From: Linus Torvalds (torvalds@transmeta.com)
Date: Fri Aug 02 2002 - 11:27:41 EST


On Fri, 2 Aug 2002, Benjamin LaHaise wrote:
>
> Personally, I think that uninterruptible file io is good, but there needs
> to be an upper limit to the maximum size of the io. As it stands today,
> someone can do a single multigigabyte read or write that is completely
> uninterruptible (even to kill -9), but could take a minute or more to
> complete.

Actually, i fyou read my original email on this thread, I actually
suggested splitting up the "INTERRUPTIBLE" vs "UNINTERRUPTIBLE" into three
different cases and one extra bit.

Sending somebody a SIGKILL (or any signal that kills the process) is
different (in my opinion) from a signal that interrupts a system call in
order to run a signal handler.

So my original suggestion on this thread was to make

        TASK_WAKESIGNAL - wake on all signals
        TASK_WAKEKILL - wake on signals that are deadly
        TASK_NOSIGNAL - don't wake on signals
        TASK_LOADAVG - counts toward loadaverage

        #define TASK_UNINTERRUPTIBLE (TASK_NOSIGNAL | TASK_LOADAVG)
        #define TASK_INTERRUPTIBLE TASK_WAKESIGNAL

and then let code like generic_file_write() etc use other combinations
than the two existing ones, ie

        (TASK_WAKEKILL | TASK_LOADAVG)

results in a process that is woken up by signals that kill it (but not
other signals), and is counted towards the loadaverage.
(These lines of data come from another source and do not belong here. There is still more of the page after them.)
use axum::extract::rejection::{JsonRejection, QueryRejection};
use axum::extract::{Path, Query, State};
use axum::http::StatusCode;
use axum::Json;
use serde::Deserialize;
use serde_json::{json, Value};
use std::sync::Arc;

use crate::app::{AppState, ServiceStats};
use crate::chat::{ChatExchange, Conversation, ConversationWithMessages, NewMessage};
use crate::models::HealthSnapshot;
use crate::server::error::ApiError;

const DEFAULT_PAGE_SIZE: i64 = 50;
const MAX_PAGE_SIZE: i64 = 100;

type ApiResult<T> = Result<T, ApiError>;

pub async fn health() -> Json<Value> {
    Json(json!({ "status": "ok" }))
}

/// Cached provider health; never triggers a probe.
pub async fn providers_health(State(state): State<Arc<AppState>>) -> Json<Vec<HealthSnapshot>> {
    Json(state.router().health_snapshot())
}

pub async fn stats(State(state): State<Arc<AppState>>) -> ApiResult<Json<ServiceStats>> {
    Ok(Json(state.stats().await?))
}

#[derive(Debug, Default, Deserialize)]
pub struct ListParams {
    pub limit: Option<i64>,
    pub offset: Option<i64>,
}

pub async fn list_conversations(
    State(state): State<Arc<AppState>>,
    params: Result<Query<ListParams>, QueryRejection>,
) -> ApiResult<Json<Vec<Conversation>>> {
    let Query(params) = params?;
    let limit = params.limit.unwrap_or(DEFAULT_PAGE_SIZE).clamp(1, MAX_PAGE_SIZE);
    let offset = params.offset.unwrap_or(0).max(0);

    Ok(Json(state.chat().list_conversations(limit, offset).await?))
}

#[derive(Debug, Default, Deserialize)]
pub struct CreateConversationRequest {
    #[serde(default)]
    pub title: Option<String>,
}

pub async fn create_conversation(
    State(state): State<Arc<AppState>>,
    payload: Result<Json<CreateConversationRequest>, JsonRejection>,
) -> ApiResult<(StatusCode, Json<Conversation>)> {
    let Json(request) = payload?;
    let conversation = state.chat().create_conversation(request.title).await?;
    Ok((StatusCode::CREATED, Json(conversation)))
}

pub async fn get_conversation(
    State(state): State<Arc<AppState>>,
    Path(id): Path<String>,
) -> ApiResult<Json<ConversationWithMessages>> {
    Ok(Json(state.chat().get_conversation_with_messages(&id).await?))
}

#[derive(Debug, Deserialize)]
pub struct RenameConversationRequest {
    pub title: String,
}

pub async fn rename_conversation(
    State(state): State<Arc<AppState>>,
    Path(id): Path<String>,
    payload: Result<Json<RenameConversationRequest>, JsonRejection>,
) -> ApiResult<Json<Conversation>> {
    let Json(request) = payload?;
    Ok(Json(state.chat().rename_conversation(&id, &request.title).await?))
}

pub async fn delete_conversation(
    State(state): State<Arc<AppState>>,
    Path(id): Path<String>,
) -> ApiResult<StatusCode> {
    state.chat().delete_conversation(&id).await?;
    Ok(StatusCode::NO_CONTENT)
}

pub async fn send_message(
    State(state): State<Arc<AppState>>,
    Path(id): Path<String>,
    payload: Result<Json<NewMessage>, JsonRejection>,
) -> ApiResult<Json<ChatExchange>> {
    let Json(message) = payload?;
    Ok(Json(state.chat().send_message(&id, message).await?))
}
Which is what we
want in generic_file_read() (and _probably_ generic_file_write() as well,
but that's slightly more debatable).

(We'd also have to add a new way to test whether you've been killed, so
that such users could use "process_killed()" instead of the
"signal_pending()" that a INTERRUPTIBLE sleeper uses to test whether it
should exit).

This is the trivial way to get the best of both worlds - you can still
kill a process that is in D wait (if that particular kernel path allows
it), but you don't get process-visible semantic changes.

AND it also allows waiting uninterruptibly without adding to the
loadaverage, for those people who want to do long uninterruptible waits
(which was one of the reasons for starting this whole thread in the first
place - it just got slightly de-railed in the meantime).